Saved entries
+-------+

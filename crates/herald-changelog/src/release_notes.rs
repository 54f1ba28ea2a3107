//! Release body assembly

use std::collections::BTreeSet;

use herald_git::CommitInfo;
use tracing::{debug, info, instrument};

use crate::autolink;
use crate::diff::{commit_context, CommitGrouper, RenderedGroup};
use crate::tag::Tag;

/// Builds the changelog body for a release from its commits
pub struct ReleaseNotesGenerator {
    grouper: CommitGrouper,
}

impl ReleaseNotesGenerator {
    pub fn new(grouper: CommitGrouper) -> Self {
        Self { grouper }
    }

    /// Group commits into `### Title` sections and link ticket mentions
    #[instrument(skip(self, commits), fields(commit_count = commits.len()))]
    pub fn generate(&self, commits: &[CommitInfo]) -> ReleaseNotes {
        let groups = self.grouper.classify(commits);
        let rules = self.grouper.autolinks();

        let raw = groups
            .iter()
            .map(RenderedGroup::to_markdown)
            .collect::<Vec<_>>()
            .join("\n\n");
        let body = autolink::inject(&raw, rules);

        let ticket = commits
            .iter()
            .map(|c| commit_context(c, rules).get("ticket").to_string())
            .find(|t| !t.is_empty());

        let contributors: BTreeSet<String> = commits.iter().map(|c| c.author.clone()).collect();

        let notes = ReleaseNotes {
            body,
            groups,
            ticket,
            commit_count: commits.len(),
            contributors: contributors.into_iter().collect(),
        };
        info!(
            groups = notes.groups.len(),
            lines = notes.line_count(),
            ticket = ?notes.ticket,
            "release notes generated"
        );
        notes
    }

    /// Generate notes and fill in a tag's body. An explicit ticket wins over
    /// one found in the commits.
    pub fn apply(
        &self,
        tag: Tag,
        commits: &[CommitInfo],
        ticket: Option<String>,
    ) -> (Tag, ReleaseNotes) {
        let notes = self.generate(commits);
        let ticket = ticket.or_else(|| notes.ticket.clone());
        let mut tag = tag.with_ticket(ticket);
        tag.body = notes.body.clone();
        debug!(tag = tag.key(), ticket = ?tag.ticket(), "tag body assembled");
        (tag, notes)
    }
}

/// Grouped changes for one release
#[derive(Debug, Clone)]
pub struct ReleaseNotes {
    /// Markdown body with ticket links
    pub body: String,
    pub groups: Vec<RenderedGroup>,
    /// First ticket mentioned by any commit
    pub ticket: Option<String>,
    pub commit_count: usize,
    pub contributors: Vec<String>,
}

impl ReleaseNotes {
    /// Number of changelog lines across all groups
    pub fn line_count(&self) -> usize {
        self.groups.iter().map(|g| g.lines.len()).sum()
    }

    pub fn is_empty(&self) -> bool {
        self.groups.is_empty()
    }

    /// One-line summary, e.g. `3 changes in Added, Fixed`
    pub fn headline(&self) -> String {
        if self.groups.is_empty() {
            return "No changes.".to_string();
        }
        let count = self.line_count();
        let titles: Vec<&str> = self.groups.iter().map(|g| g.title.as_str()).collect();
        format!(
            "{} change{} in {}",
            count,
            if count == 1 { "" } else { "s" },
            titles.join(", ")
        )
    }
}

#[cfg(test)]
mod tests {
    use super::*;
    use chrono::Utc;
    use herald_core::config::{AutoLinkConfig, ChangelogConfig};

    fn generator() -> ReleaseNotesGenerator {
        let rules = autolink::compile(&[AutoLinkConfig {
            matches: vec!["EVAN-".to_string()],
            link: "https://linear.app/evan/issue/EVAN-{num}".to_string(),
        }])
        .unwrap();
        let mut config = ChangelogConfig::default();
        config.commit_line = "- {title}{\" \"ticket}".to_string();
        ReleaseNotesGenerator::new(CommitGrouper::from_config(&config, rules).unwrap())
    }

    fn commit(message: &str, author: &str) -> CommitInfo {
        CommitInfo::new("abcdef123456", message, author, "dev@example.com", Utc::now())
    }

    #[test]
    fn test_generate_body() {
        let commits = [
            commit("fix: crash EVAN-3", "Bo"),
            commit("feat: dark mode", "Ada"),
            commit("Merge branch 'x'", "Ada"),
        ];
        let notes = generator().generate(&commits);

        assert_eq!(
            notes.body,
            "### Added\n\n- dark mode\n\n### Fixed\n\n- crash [EVAN-3](https://linear.app/evan/issue/EVAN-3)"
        );
        assert_eq!(notes.ticket.as_deref(), Some("EVAN-3"));
        assert_eq!(notes.contributors, ["Ada", "Bo"]);
        assert_eq!(notes.commit_count, 3);
        assert_eq!(notes.headline(), "2 changes in Added, Fixed");
    }

    #[test]
    fn test_default_commit_line_links_tickets() {
        let rules = autolink::compile(&[AutoLinkConfig {
            matches: vec!["EVAN-".to_string()],
            link: "https://linear.app/evan/issue/EVAN-{num}".to_string(),
        }])
        .unwrap();
        let grouper = CommitGrouper::from_config(&ChangelogConfig::default(), rules).unwrap();
        let notes = ReleaseNotesGenerator::new(grouper).generate(&[commit("fix: crash EVAN-3", "Bo")]);

        assert_eq!(
            notes.body,
            "### Fixed\n\n- crash [EVAN-3](https://linear.app/evan/issue/EVAN-3) (abcdef1)"
        );
    }

    #[test]
    fn test_empty_notes() {
        let notes = generator().generate(&[]);
        assert!(notes.is_empty());
        assert_eq!(notes.body, "");
        assert_eq!(notes.headline(), "No changes.");
    }

    #[test]
    fn test_apply_prefers_explicit_ticket() {
        let commits = [commit("fix: crash EVAN-3", "Bo")];
        let (tag, _) = generator().apply(Tag::new("v1.0.1"), &commits, Some("OPS-1".to_string()));
        assert_eq!(tag.ticket(), Some("OPS-1"));
        assert!(tag.body.starts_with("### Fixed"));

        let (tag, _) = generator().apply(Tag::new("v1.0.1"), &commits, None);
        assert_eq!(tag.ticket(), Some("EVAN-3"));
    }
}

+-------+

• TASK TO COMPLETE
Produce an exact copy of every entry above.

• WORKED SOLUTION
filename crates/herald-changelog/src/release_notes.rs
repository 54f1ba28ea2a3107
//! Release body assembly

use std::collections::BTreeSet;

use herald_git::CommitInfo;
use tracing::{debug, info, instrument};

use crate::autolink;
use crate::diff::{commit_context, CommitGrouper, RenderedGroup};
use crate::tag::Tag;

/// Builds the changelog body for a release from its commits
pub struct ReleaseNotesGenerator {
    grouper: CommitGrouper,
}

impl ReleaseNotesGenerator {
    pub fn new(grouper: CommitGrouper) -> Self {
        Self { grouper }
    }

    /// Group commits into `### Title` sections and link ticket mentions
    #[instrument(skip(self, commits), fields(commit_count = commits.len()))]
    pub fn generate(&self, commits: &[CommitInfo]) -> ReleaseNotes {
        let groups = self.grouper.classify(commits);
        let rules = self.grouper.autolinks();

        let raw = groups
            .iter()
            .map(RenderedGroup::to_markdown)
            .collect::<Vec<_>>()
            .join("\n\n");
        let body = autolink::inject(&raw, rules);

        let ticket = commits
            .iter()
            .map(|c| commit_context(c, rules).get("ticket").to_string())
            .find(|t| !t.is_empty());

        let contributors: BTreeSet<String> = commits.iter().map(|c| c.author.clone()).collect();

        let notes = ReleaseNotes {
            body,
            groups,
            ticket,
            commit_count: commits.len(),
            contributors: contributors.into_iter().collect(),
        };
        info!(
            groups = notes.groups.len(),
            lines = notes.line_count(),
            ticket = ?notes.ticket,
            "release notes generated"
        );
        notes
    }

    /// Generate notes and fill in a tag's body. An explicit ticket wins over
    /// one found in the commits.
    pub fn apply(
        &self,
        tag: Tag,
        commits: &[CommitInfo],
        ticket: Option<String>,
    ) -> (Tag, ReleaseNotes) {
        let notes = self.generate(commits);
        let ticket = ticket.or_else(|| notes.ticket.clone());
        let mut tag = tag.with_ticket(ticket);
        tag.body = notes.body.clone();
        debug!(tag = tag.key(), ticket = ?tag.ticket(), "tag body assembled");
        (tag, notes)
    }
}

/// Grouped changes for one release
#[derive(Debug, Clone)]
pub struct ReleaseNotes {
    /// Markdown body with ticket links
    pub body: String,
    pub groups: Vec<RenderedGroup>,
    /// First ticket mentioned by any commit
    pub ticket: Option<String>,
    pub commit_count: usize,
    pub contributors: Vec<String>,
}

impl ReleaseNotes {
    /// Number of changelog lines across all groups
    pub fn line_count(&self) -> usize {
        self.groups.iter().map(|g| g.lines.len()).sum()
    }

    pub fn is_empty(&self) -> bool {
        self.groups.is_empty()
    }

    /// One-line summary, e.g. `3 changes in Added, Fixed`
    pub fn headline(&self) -> String {
        if self.groups.is_empty() {
            return "No changes.".to_string();
        }
        let count = self.line_count();
        let titles: Vec<&str> = self.groups.iter().map(|g| g.title.as_str()).collect();
        format!(
            "{} change{} in {}",
            count,
            if count == 1 { "" } else { "s" },
            titles.join(", ")
        )
    }
}

#[cfg(test)]
mod tests {
    use super::*;
    use chrono::Utc;
    use herald_core::config::{AutoLinkConfig, ChangelogConfig};

    fn generator() -> ReleaseNotesGenerator {
        let rules = autolink::compile(&[AutoLinkConfig {
            matches: vec!["EVAN-".to_string()],
            link: "https://linear.app/evan/issue/EVAN-{num}".to_string(),
        }])
        .unwrap();
        let mut config = ChangelogConfig::default();
        config.commit_line = "- {title}{\" \"ticket}".to_string();
        ReleaseNotesGenerator::new(CommitGrouper::from_config(&config, rules).unwrap())
    }

    fn commit(message: &str, author: &str) -> CommitInfo {
        CommitInfo::new("abcdef123456", message, author, "dev@example.com", Utc::now())
    }

    #[test]
    fn test_generate_body() {
        let commits = [
            commit("fix: crash EVAN-3", "Bo"),
            commit("feat: dark mode", "Ada"),
            commit("Merge branch 'x'", "Ada"),
        ];
        let notes = generator().generate(&commits);

        assert_eq!(
            notes.body,
            "### Added\n\n- dark mode\n\n### Fixed\n\n- crash [EVAN-3](https://linear.app/evan/issue/EVAN-3)"
        );
        assert_eq!(notes.ticket.as_deref(), Some("EVAN-3"));
        assert_eq!(notes.contributors, ["Ada", "Bo"]);
        assert_eq!(notes.commit_count, 3);
        assert_eq!(notes.headline(), "2 changes in Added, Fixed");
    }

    #[test]
    fn test_default_commit_line_links_tickets() {
        let rules = autolink::compile(&[AutoLinkConfig {
            matches: vec!["EVAN-".to_string()],
            link: "https://linear.app/evan/issue/EVAN-{num}".to_string(),
        }])
        .unwrap();
        let grouper = CommitGrouper::from_config(&ChangelogConfig::default(), rules).unwrap();
        let notes = ReleaseNotesGenerator::new(grouper).generate(&[commit("fix: crash EVAN-3", "Bo")]);

        assert_eq!(
            notes.body,
            "### Fixed\n\n- crash [EVAN-3](https://linear.app/evan/issue/EVAN-3) (abcdef1)"
        );
    }

    #[test]
    fn test_empty_notes() {
        let notes = generator().generate(&[]);
        assert!(notes.is_empty());
        assert_eq!(notes.body, "");
        assert_eq!(notes.headline(), "No changes.");
    }

    #[test]
    fn test_apply_prefers_explicit_ticket() {
        let commits = [commit("fix: crash EVAN-3", "Bo")];
        let (tag, _) = generator().apply(Tag::new("v1.0.1"), &commits, Some("OPS-1".to_string()));
        assert_eq!(tag.ticket(), Some("OPS-1"));
        assert!(tag.body.starts_with("### Fixed"));

        let (tag, _) = generator().apply(Tag::new("v1.0.1"), &commits, None);
        assert_eq!(tag.ticket(), Some("EVAN-3"));
    }
}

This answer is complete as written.